Quote from: KingCheops;1138720The problem with 2e is being very clearly illustrated in this thread.  It was HIGHLY modular.  A lot of stuff people are complaining about were either optional rules, splatbooks that extended the line, or rules that were moved from core to optional.

That's not to say there aren't problems but I think the fact that it is almost impossible to get anyone to agree on what 2e actually is is probably the biggest issue.

I agree that 2e as such didn't have a very strong core identity. It tends to come over rather like watered down 1e. Unlike 1e it no longer really knows what it's for and what it wants to be. But it's clearly not a generic system; mechanically it is still based on 1e which had a strong focus (albeit 1e not as strong as OD&D, which was far clearer on how eg Megadungeon/Underworld and Wilderness adventuring work).

RandyB

Quote from: S'mon;1138802I agree that 2e as such didn't have a very strong core identity. It tends to come over rather like watered down 1e. Unlike 1e it no longer really knows what it's for and what it wants to be. But it's clearly not a generic system; mechanically it is still based on 1e which had a strong focus (albeit 1e not as strong as OD&D, which was far clearer on how eg Megadungeon/Underworld and Wilderness adventuring work).

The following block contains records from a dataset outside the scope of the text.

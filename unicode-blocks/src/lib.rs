//! Classify code points against the unicode block table and show
//! how they are encoded in UTF-8, UTF-16LE and UTF-32BE.
//!
//! ```no_run
//! use unicode_blocks::{source, PointInput, QueryEngine};
//!
//! let table = source::load(&source::default_blocks_path(), source::BLOCKS_URL)?;
//! let engine = QueryEngine::new(&table);
//! for record in engine.lookup(&[PointInput::Characters("é".to_string())])? {
//!     println!("{} is in {}", record.utf8, record.block_description);
//! }
//! # Ok::<(), unicode_blocks::Error>(())
//! ```
pub mod blocks;
pub mod encoding;
pub mod error;
pub mod query;
pub mod source;

pub use blocks::{BlockMatch, BlockRange, BlockTable};
pub use encoding::Encoding;
pub use error::{Error, Result};
pub use query::{EncodedChar, PointInput, QueryEngine};
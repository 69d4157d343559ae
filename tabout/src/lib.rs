//! This crate provides some helpers to present tabular data in
//! fixed width columns, one row at a time, so that arbitrarily
//! long tables can be streamed to the output without first
//! being collected in memory.
//!
//! Widths are measured in terminal cells rather than bytes, so
//! that wide characters such as emoji line up with their neighbors.
use unicode_width::UnicodeWidthStr;

/// Describes the alignment of a column
#[derive(Debug, Clone, Copy, PartialEq, Eq)]
pub enum Alignment {
    Left,
    Center,
    Right,
}

/// Describes a column
#[derive(Debug, Clone)]
pub struct Column {
    /// The name of the column; this is the column header text
    pub name: String,
    /// How the column should be aligned
    pub alignment: Alignment,
    /// The width of the column in cells.  Text that is wider than
    /// this is emitted as-is and pushes the rest of the row over.
    pub width: usize,
}

impl Column {
    pub fn new(name: &str, alignment: Alignment, width: usize) -> Self {
        Self {
            name: name.to_string(),
            alignment,
            width,
        }
    }
}

fn emit_column<W: std::io::Write>(
    text: &str,
    max_width: usize,
    alignment: Alignment,
    is_last: bool,
    output: &mut W,
) -> Result<(), std::io::Error> {
    let pad = max_width.saturating_sub(text.width());
    let (left_pad, right_pad) = match alignment {
        Alignment::Left => (0, pad),
        Alignment::Center => {
            let left_pad = pad / 2;
            // for odd-length columns, take care to use the remaining
            // length rather than just assuming that the right_pad
            // will have the same value as the left_pad
            (left_pad, pad - left_pad)
        }
        Alignment::Right => (pad, 0),
    };
    // Don't leave trailing whitespace at the end of the line
    let right_pad = if is_last { 0 } else { right_pad };

    write!(output, "{:left_pad$}{}{:right_pad$}", "", text, "")
}

/// Emits rows of fixed width columns to an output stream.
/// If a given row has more cells than there are columns, the
/// extra cells are emitted left aligned with no padding.
pub struct TableWriter<W: std::io::Write> {
    columns: Vec<Column>,
    output: W,
}

impl<W: std::io::Write> TableWriter<W> {
    pub fn new(columns: Vec<Column>, output: W) -> Self {
        Self { columns, output }
    }

    pub fn write_row<S: AsRef<str>>(&mut self, row: &[S]) -> Result<(), std::io::Error> {
        for (idx, cell) in row.iter().enumerate() {
            let (width, alignment) = self
                .columns
                .get(idx)
                .map(|c| (c.width, c.alignment))
                .unwrap_or((0, Alignment::Left));

            if idx > 0 {
                write!(self.output, " ")?;
            }

            emit_column(
                cell.as_ref(),
                width,
                alignment,
                idx + 1 == row.len(),
                &mut self.output,
            )?;
        }
        writeln!(self.output)
    }

    /// Emit the column names
    pub fn write_header(&mut self) -> Result<(), std::io::Error> {
        let names: Vec<String> = self.columns.iter().map(|c| c.name.clone()).collect();
        self.write_row(&names)
    }

    /// Emit a horizontal rule under each column.  A column with no
    /// fixed width gets a rule as wide as its name.
    pub fn write_separator(&mut self) -> Result<(), std::io::Error> {
        let rules: Vec<String> = self
            .columns
            .iter()
            .map(|c| "─".repeat(c.width.max(c.name.width())))
            .collect();
        self.write_row(&rules)
    }

    pub fn write_blank_line(&mut self) -> Result<(), std::io::Error> {
        writeln!(self.output)
    }

    pub fn into_inner(self) -> W {
        self.output
    }
}

impl<W: std::io::Write> std::io::Write for TableWriter<W> {
    fn write(&mut self, buf: &[u8]) -> std::io::Result<usize> {
        self.output.write(buf)
    }

    fn flush(&mut self) -> std::io::Result<()> {
        self.output.flush()
    }
}
//! Checks that generated Go parses, using `gofmt`.

use thriftgen_codegen::{
    options::RawOptions,
    testing::{GoChecker, assert_generates_valid_code, point_program, tutorial_program},
};
use thriftgen_codegen_go::{Generator, LanguageCodegen};

fn check(program: thriftgen_ast::Program, options: &str) {
    let raw: RawOptions = options.parse().unwrap();
    assert_generates_valid_code(
        |dir| {
            let generator = Generator::new(&program, &raw)?;
            generator.generate(dir)?;
            Ok(())
        },
        &GoChecker,
    )
    .unwrap();
}

#[test]
#[ignore = "needs gofmt on PATH"]
fn test_tutorial_parses() {
    check(tutorial_program(), "");
}

#[test]
#[ignore = "needs gofmt on PATH"]
fn test_strict_logging_parses() {
    check(point_program(), "strict,log_unexpected");
}
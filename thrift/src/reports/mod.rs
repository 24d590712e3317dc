//! Report data structures for commands.
//!
//! This module provides data structures that separate data collection from rendering.
//! Commands build reports, then render them to an Output target.

mod check;
mod generate;
mod generators;
mod output;

pub use check::{CheckReport, ProgramStats};
pub use generate::{GenerateReport, GenerationResult, PreviewResult, WrittenResult};
pub use generators::{BackendInfo, GeneratorsReport};
#[cfg(test)]
pub use output::BufferOutput;
pub use output::{Output, Report, TerminalOutput};
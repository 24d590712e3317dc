//! Check operation - document validation.

use std::path::Path;

use thriftgen_ast::Program;
use thriftgen_codegen::pipeline::{CompilationContext, Phase, Severity, phases::ValidatePhase};
use tracing::debug;

use crate::reports::{CheckReport, ProgramStats};

/// Execute the check operation.
///
/// Runs the validation phase directly so every diagnostic is reported,
/// including the errors that would stop a generate run.
pub fn check(program: Program, input: &Path) -> CheckReport {
    let stats = ProgramStats::of(&program);
    let mut ctx = CompilationContext::new(program);
    if let Err(err) = ValidatePhase::new().run(&mut ctx) {
        debug!(error = %err, "validation failed");
    }

    let mut errors = Vec::new();
    let mut warnings = Vec::new();
    let mut infos = Vec::new();

    for diag in &ctx.diagnostics {
        let msg = if let Some(loc) = &diag.location {
            format!("{}\n  --> {}", diag.message, loc)
        } else {
            diag.message.clone()
        };

        match diag.severity {
            Severity::Error => errors.push(msg),
            Severity::Warning => warnings.push(msg),
            Severity::Info => infos.push(msg),
        }
    }

    CheckReport {
        input: input.to_path_buf(),
        errors,
        warnings,
        infos,
        stats,
    }
}
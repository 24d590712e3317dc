//! Go backend options.

use thriftgen_ast::Program;
use thriftgen_codegen::{
    Result,
    options::{OptionDef, OptionSpec, RawOptions, STRICT},
    plan::UnknownFields,
};

/// Import path of the Apache Thrift Go runtime.
pub const DEFAULT_THRIFT_IMPORT: &str = "github.com/apache/thrift/lib/go/thrift";

/// Options accepted by the Go backend.
pub const OPTIONS: OptionSpec = OptionSpec {
    generator: "go",
    options: &[
        OptionDef::value(
            "package_prefix",
            "Prefix for the import paths of included programs",
        ),
        OptionDef::value("thrift_import", "Import path of the Thrift runtime library"),
        OptionDef::value("package", "Package name, overriding the go namespace"),
        OptionDef::flag(
            "log_unexpected",
            "Log unexpected field ids and types while reading",
        ),
        STRICT,
    ],
};

/// Validated Go options.
#[derive(Debug, Clone, PartialEq, Eq)]
pub struct GoOptions {
    pub package_prefix: String,
    pub thrift_import: String,
    pub package: Option<String>,
    pub log_unexpected: bool,
    pub unknown_fields: UnknownFields,
}

impl Default for GoOptions {
    fn default() -> Self {
        Self {
            package_prefix: String::new(),
            thrift_import: DEFAULT_THRIFT_IMPORT.to_string(),
            package: None,
            log_unexpected: false,
            unknown_fields: UnknownFields::Skip,
        }
    }
}

impl GoOptions {
    pub fn from_raw(raw: &RawOptions) -> Result<Self> {
        OPTIONS.validate(raw)?;

        let mut prefix = raw.value("package_prefix").unwrap_or_default().to_string();
        if !prefix.is_empty() && !prefix.ends_with('/') {
            prefix.push('/');
        }

        Ok(Self {
            package_prefix: prefix,
            thrift_import: raw
                .value("thrift_import")
                .unwrap_or(DEFAULT_THRIFT_IMPORT)
                .to_string(),
            package: raw.value("package").map(str::to_string),
            log_unexpected: raw.flag("log_unexpected"),
            unknown_fields: UnknownFields::from_strict(raw.flag(STRICT.name)),
        })
    }
}

/// Where a program's code lives.
#[derive(Debug, Clone, PartialEq, Eq)]
pub struct GoPackage {
    /// Directory, relative to the output root (`a/b/c`).
    pub path: String,
    /// Package clause name (`c`).
    pub name: String,
}

impl GoPackage {
    /// Package for `program`: the `go` namespace, else the program name.
    pub fn for_program(program: &Program, override_name: Option<&str>) -> Self {
        let namespace = override_name
            .or_else(|| program.namespace("go"))
            .map(str::to_string)
            .unwrap_or_else(|| thriftgen_core::to_snake_case(&program.name));

        let path = namespace.replace('.', "/");
        let name = path
            .rsplit('/')
            .next()
            .unwrap_or(&path)
            .replace('-', "_");
        Self { path, name }
    }

    /// Import path of this package under `prefix`.
    pub fn import_path(&self, prefix: &str) -> String {
        format!("{}{}", prefix, self.path)
    }
}

#[cfg(test)]
mod tests {
    use thriftgen_codegen::GenError;

    use super::*;

    #[test]
    fn test_defaults() {
        let options = GoOptions::from_raw(&RawOptions::new()).unwrap();
        assert_eq!(options, GoOptions::default());
    }

    #[test]
    fn test_parse_all() {
        let raw: RawOptions = "package_prefix=github.com/acme/gen,thrift_import=x/thrift,strict,log_unexpected"
            .parse()
            .unwrap();
        let options = GoOptions::from_raw(&raw).unwrap();
        assert_eq!(options.package_prefix, "github.com/acme/gen/");
        assert_eq!(options.thrift_import, "x/thrift");
        assert!(options.log_unexpected);
        assert_eq!(options.unknown_fields, UnknownFields::Reject);
    }

    #[test]
    fn test_unknown_option() {
        let raw = RawOptions::new().with("frobnicate", None);
        let err = GoOptions::from_raw(&raw).unwrap_err();
        assert!(matches!(
            err,
            GenError::UnknownOption { ref option, .. } if option == "frobnicate"
        ));
    }

    #[test]
    fn test_package_from_namespace() {
        let mut program = Program::new("tutorial");
        assert_eq!(GoPackage::for_program(&program, None).name, "tutorial");

        program
            .namespaces
            .insert("go".to_string(), "acme.calc".to_string());
        let package = GoPackage::for_program(&program, None);
        assert_eq!(package.path, "acme/calc");
        assert_eq!(package.name, "calc");
        assert_eq!(package.import_path("github.com/x/"), "github.com/x/acme/calc");

        let package = GoPackage::for_program(&program, Some("other"));
        assert_eq!(package.path, "other");
    }
}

Modular =/= generic. 2e was both modular and specific. The modularity was oriented around "D&D fantasy", which had long since become its own distinct genre, and a small range of variations thereof.

Tyberious Funk

Quote from: KingCheops;1138720The problem with 2e is being very clearly illustrated in this thread.  It was HIGHLY modular.  A lot of stuff people are complaining about were either optional rules, splatbooks that extended the line, or rules that were moved from core to optional.

Actually, I think what's being illustrated in this thread is that most of the criticisms about 2e are basically that it was different to 1e.  As someone that went from BECMI to 2e (and never played 1e), a lot of those criticisms kinda just blow past me... like the lack of devils/demons/assassins or half-orcs.  It's like... "meh?"  You can't really miss something you never had.
 

Razor 007

Quote from: Tyberious Funk;1139044Actually, I think what's being illustrated in this thread is that most of the criticisms about 2e are basically that it was different to 1e.  As someone that went from BECMI to 2e (and never played 1e), a lot of those criticisms kinda just blow past me... like the lack of devils/demons/assassins or half-orcs.  It's like... "meh?"  You can't really miss something you never had.

Yes.  I think you have a good point; that if you had not played 1E, 2E would have looked like a great big playground full of toys.  1E was such a big hit; that people sometimes forget that people played D&D in the 1970s, 1980s, and even 1990s without any exposure to 1E.

Some people played D&D for decades, or else didn't start playing until 2E; without any exposure to 1E.  That was a thing.
I need you to roll a perception check.....

Tyberious Funk

Quote from: Razor 007;1139049Some people played D&D for decades, or else didn't start playing until 2E; without any exposure to 1E.  That was a thing.

Like I said... I went from BECMI to 2e.  We didn't use any of the more advanced BECMI rules... since it was only the DM that even had rulebooks past Basic, we didn't even know some of them existed.  So moving to 2e seemed amazing.  New races, classes, weapons, armor, spells, proficiencies... you could play a dwarven cleric instead of just a 'dwarf', or an elven magic-user instead of an elf, or whatever.  And the books had full colour artwork (not just on the cover).

I remember reading a few Dragon Magazines at the time, and 1e grognards were bitching like crazy.  It goes to show you that edition wars have existed for a very long time.  But to me, having not played 1e... their complaints seemed trivial.  In retrospect, I think it helps to understand younger players.  The edition you start with becomes your frame of reference for everything else.  5e (apparently) bought in a lot of new players... they'll forever define their D&D experiences through that particular edition.